On January 31, 2018, the court received five motions from Plaintiff. ECF 7, 8, 9, 10, 11. For
the reasons that follow, the Court will grant Plaintiff’s first Motion to Amend, ECF 7; deny,
without prejudice, Plaintiff’s Motion to Appoint Counsel, ECF 11; and deny Plaintiff’s
remaining motions, i.e., ECF 8, 9, 10.
I. Motions to Amend
In his first motion to amend, Plaintiff seeks to add “WCI/NCBI” and Warden “R.
Graham” as Defendants. ECF 7. Federal Rule of Civil Procedure 15(a)(1) provides:
A party may amend its pleading once as a matter of course within: (A) 21 days
after serving it, or (B) if the pleading is one to which a responsive pleading is
required, 21 days after service of a responsive pleading or 21 days after service of
a motion under Rule 12(b), (e), or (f), whichever is earlier.”

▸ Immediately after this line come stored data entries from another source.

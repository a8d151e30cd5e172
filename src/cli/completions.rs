//! `quickdeploy completions` - Generate shell completions

use anyhow::{Context, Result};
use clap::CommandFactory;
use clap_complete::Shell;
use std::fs;
use std::path::Path;

/// Generates the completion script for `shell`
pub fn generate_completions(shell: Shell) -> Result<String> {
    let mut cmd = super::Args::command();
    let mut buf = Vec::new();
    clap_complete::generate(shell, &mut cmd, "quickdeploy", &mut buf);

    String::from_utf8(buf).context("Failed to generate completions")
}

/// Writes a completion script to `output_path`
pub fn save_completions(completions: &str, output_path: &Path) -> Result<()> {
    fs::write(output_path, completions)
        .with_context(|| format!("Failed to write completions to: {}", output_path.display()))
}
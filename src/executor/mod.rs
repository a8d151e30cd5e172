//! Pipeline execution layer
//!
//! This module contains the executor, the strategies it dispatches commands
//! to, and the collaborator traits it runs them through.

pub mod policy;
mod runner;
mod shell;
pub mod transfer;
mod traits;

pub use policy::is_ignorable;
pub use runner::{Executor, Target};
pub(crate) use runner::emit;
pub use shell::{ShellConfig, ShellRunner};
pub use traits::{CommandStatus, ProcessRunner, RawCompletion, RawSession, RemoteChannel};

pub(crate) use shell::run_interleaved;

“In all other cases, a party may amend its pleading only with the opposing party’s written
consent or the court’s leave.” Fed. R. Civ. P. 15(a)(2). Rule 15 dictates that “[t]he court should
freely give leave when justice so requires.” Id. Although the time frame under Rule 15(a)(1)(A)
has expired, and the time frame under Rule 15(a)(1)(B) has not yet been triggered, the court
concludes that amendment would neither prejudice the Defendants nor cause a significant delay
in the proceedings.
Plaintiff also filed a second motion to amend in which he asserts that he timely requested
that prison officials forward funds from his inmate account to satisfy this court’s Order to pay the
$50 administrative fee by January 4, 2018. See ECF 2 at 1. But, he claims that prison officials
failed to promptly act on his request. ECF 10. As with Plaintiff’s first Motion to Amend, this
Motion was not filed within the time frame provided under Rule 15. Unlike the first Motion,
however, Plaintiff’s second Motion to Amend does not appear to relate to the underlying
Complaint. Rather, this Motion appears directed at ensuring that the court does not dismiss his
case for failure to timely pay the filing fee. See ECF 2 at 1 (informing Plaintiff that failure to
pay the filing fee by January 4, 2018 “may result in dismissal of the Complaint without further
notice and without prejudice”).
The court acknowledges Plaintiff’s concerns. However, the court has received the filing
fee and notes that the case is proceeding. Accordingly, the court will deny the second motion to
amend.
II. Motions for Injunctive Relief
Plaintiff has filed a self-styled “Motion for Reparative Injunction,” in which he requests
that this court “return petitioner to [Roxbury Correctional Institution], and restore the plaintiff’s
property lost, job, classification, housing assignment and back pay and days to October 31st of
2017. And to allow this petition to continue on its merits without further unfair interference
from DPSCS/RCI.” ECF 8.1 In another filing titled “Motion of ex pate [sic] injunction,”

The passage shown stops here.